TOP Ö 7: Landesentwicklungsplan Nordrhein-Westfalen - Stellungnahme im Rahmen des zweiten Beteiligungsverfahrens

Herr Vöcks berichtet, dass das Land NRW den Landesentwicklungsplan neu aufstelle.

Der erste Entwurf aus dem Jahr 2014 sah restriktive Zielvorgaben zur Siedlungsentwicklung, Rücknahme von Flächenreserven und Innenstadtentwicklung vor. Oberstes Ziel bestand darin, eine Netto-Null -Flächeninanspruchnahme zu erreichen. Dies hätte zur Folge, dass die Kommunen stark in ihrer Planungshoheit eingeschränkt würden. Aktuell läge ein neuer Entwurf des Landesentwicklungsplans vor, bei dem einige restriktiven Ziele in Grundsätze umgewandelt worden seien. Während Ziele zwingend einzuhalten seien, wären Grundsätze jedoch der Abwägung zugänglich.
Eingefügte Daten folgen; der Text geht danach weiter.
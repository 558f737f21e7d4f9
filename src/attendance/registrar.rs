//! Eligibility and geofence checks for a confirmation attempt.
//!
//! The database work around these checks (assignment lookup, duplicate
//! pre-check, insert) lives in the HTTP handler; everything decidable
//! without I/O is here so it can be tested directly.

use chrono::NaiveTime;

use super::geo;
use super::window::ConfirmationWindow;

/// Outcome of testing a submitted position against a location's geofence.
#[derive(Debug, Clone, Copy, PartialEq)]
pub struct GeofenceCheck {
    pub distance_meters: f64,
    pub within_geofence: bool,
}

/// A submission exactly on the radius counts as inside (`<=`, not `<`).
pub fn check_geofence(
    location_lat: f64,
    location_lon: f64,
    submitted_lat: f64,
    submitted_lon: f64,
    radius_meters: f64,
) -> GeofenceCheck {
    let distance_meters = geo::distance_meters(location_lat, location_lon, submitted_lat, submitted_lon);
    GeofenceCheck {
        distance_meters,
        within_geofence: distance_meters <= radius_meters,
    }
}

#[derive(Debug, PartialEq, Eq)]
pub enum Rejection {
    /// A confirmation already exists for (assignment, today). Idempotent
    /// rejection, never an overwrite.
    AlreadyConfirmed,
    /// Outside the permitted window; carries the window for user feedback.
    OutOfWindow(ConfirmationWindow),
}

/// Gate a confirmation attempt after the assignment lookup and before
/// anything is written. Being out of the geofence is not a rejection:
/// out-of-range attempts are recorded, not refused.
pub fn authorize(
    already_confirmed: bool,
    start_time: NaiveTime,
    now: NaiveTime,
) -> Result<ConfirmationWindow, Rejection> {
    if already_confirmed {
        return Err(Rejection::AlreadyConfirmed);
    }
    let window = ConfirmationWindow::around(start_time);
    if !window.can_confirm_now(now) {
        return Err(Rejection::OutOfWindow(window));
    }
    Ok(window)
}

#[cfg(test)]
mod tests {
    use super::*;

    fn t(h: u32, m: u32) -> NaiveTime {
        NaiveTime::from_hms_opt(h, m, 0).unwrap()
    }

    #[test]
    fn duplicate_is_rejected_regardless_of_time() {
        for now in [t(8, 55), t(9, 2), t(14, 0)] {
            assert_eq!(
                authorize(true, t(9, 0), now),
                Err(Rejection::AlreadyConfirmed)
            );
        }
    }

    #[test]
    fn outside_the_window_carries_the_window_back() {
        let err = authorize(false, t(9, 0), t(10, 0)).unwrap_err();
        match err {
            Rejection::OutOfWindow(w) => {
                assert_eq!(w.opens(), "08:55");
                assert_eq!(w.closes(), "09:05");
            }
            other => panic!("unexpected rejection: {other:?}"),
        }
    }

    #[test]
    fn inside_the_window_is_authorized() {
        assert!(authorize(false, t(9, 0), t(9, 5)).is_ok());
        assert!(authorize(false, t(9, 0), t(8, 55)).is_ok());
    }

    #[test]
    fn geofence_boundary_is_inclusive() {
        // ~111.19m per thousandth of a degree of latitude.
        let check = check_geofence(0.0, 0.0, 0.001, 0.0, 200.0);
        assert!(check.within_geofence);

        let exact = check_geofence(0.0, 0.0, 0.001, 0.0, check.distance_meters);
        assert!(exact.within_geofence, "distance == radius must be inside");

        let outside = check_geofence(0.0, 0.0, 0.001, 0.0, check.distance_meters - 0.01);
        assert!(!outside.within_geofence);
    }
}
Nur die Rücknahme von Flächenreserven bestehe weiterhin als Zielvorgabe des Landesentwicklungsplans, sodass die Verwaltung vorschlage, diesen Punkt weiterhin in der Stellungnahme zu belassen.

 

Herr Haggeney (SPD) fragt an, inwieweit die Erarbeitung des Regionalplans zurzeit anstehe, ob es einen aktuellen Sachstand gebe und ob es durch den Landesentwicklungsplan zwingend geboten sei, neue Regionalpläne aufzustellen. Außerdem erkundigt er sich, inwieweit die Stadt Schwerte durch den neuen Regionalplan in der Flächennutzungsplanung, in Bezug auf den bestehenden Flächennutzungsplan, betroffen seien.

 

Herr Vöcks informiert, dass es am 18.02.2016 ein erstes Kommunalgespräch zwischen der Stadt Schwerte und dem Regionalverband Ruhr (RVR) geben werde. Ein erster Arbeitsplan mit einem Entwurf des Regionalplans liege der Stadtverwaltung vor und werde derzeit geprüft. Der Regionalplan diene als Zielvorgabe für die Flächennutzungsplanung für die nächsten 15-25 Jahre. Darüber hinaus sei die Stadt Schwerte jedoch nicht gezwungen einen neuen Flächennutzungsplan aufzustellen. Sollte ein neuer Flächennutzungsplan aufgestellt werden, müsse man jedoch die Vorgaben des neuen Regionalplans beachten.

 

Weiterhin fragt Herr Haggeney an, ob der RVR eine Aussage darüber getroffen habe, ob Flächenzuwächse möglich seien. Herr Vöcks berichtet, dass es eine neue Berechnung des RVR vom 11.12.2015 gebe. Im allgemeinen Siedlungsbereich gebe es weiterhin keinen Handlungsbedarf. Bei dem Gewerbeflächenbedarf befände man sich nach der neuen Berechnung bei +7,8 ha, was bedeute, dass bis zu 8 ha neue Gewerbeflächen ausgewiesen werden können. Mit dem RVR sei im Kommunalgespräch zu klären, wie die bisher betriebsgebundene Fläche „Wandhofer Bruch“ Eingang in die Flächenberechnung finde.

Beschluss:

 

Der Stellungnahme der Stadt Schwerte (Anlage 3) zum Entwurf des Landesentwicklungsplanes Nordrhein-Westfalen (Stand 22.09.2015) wird zugestimmt.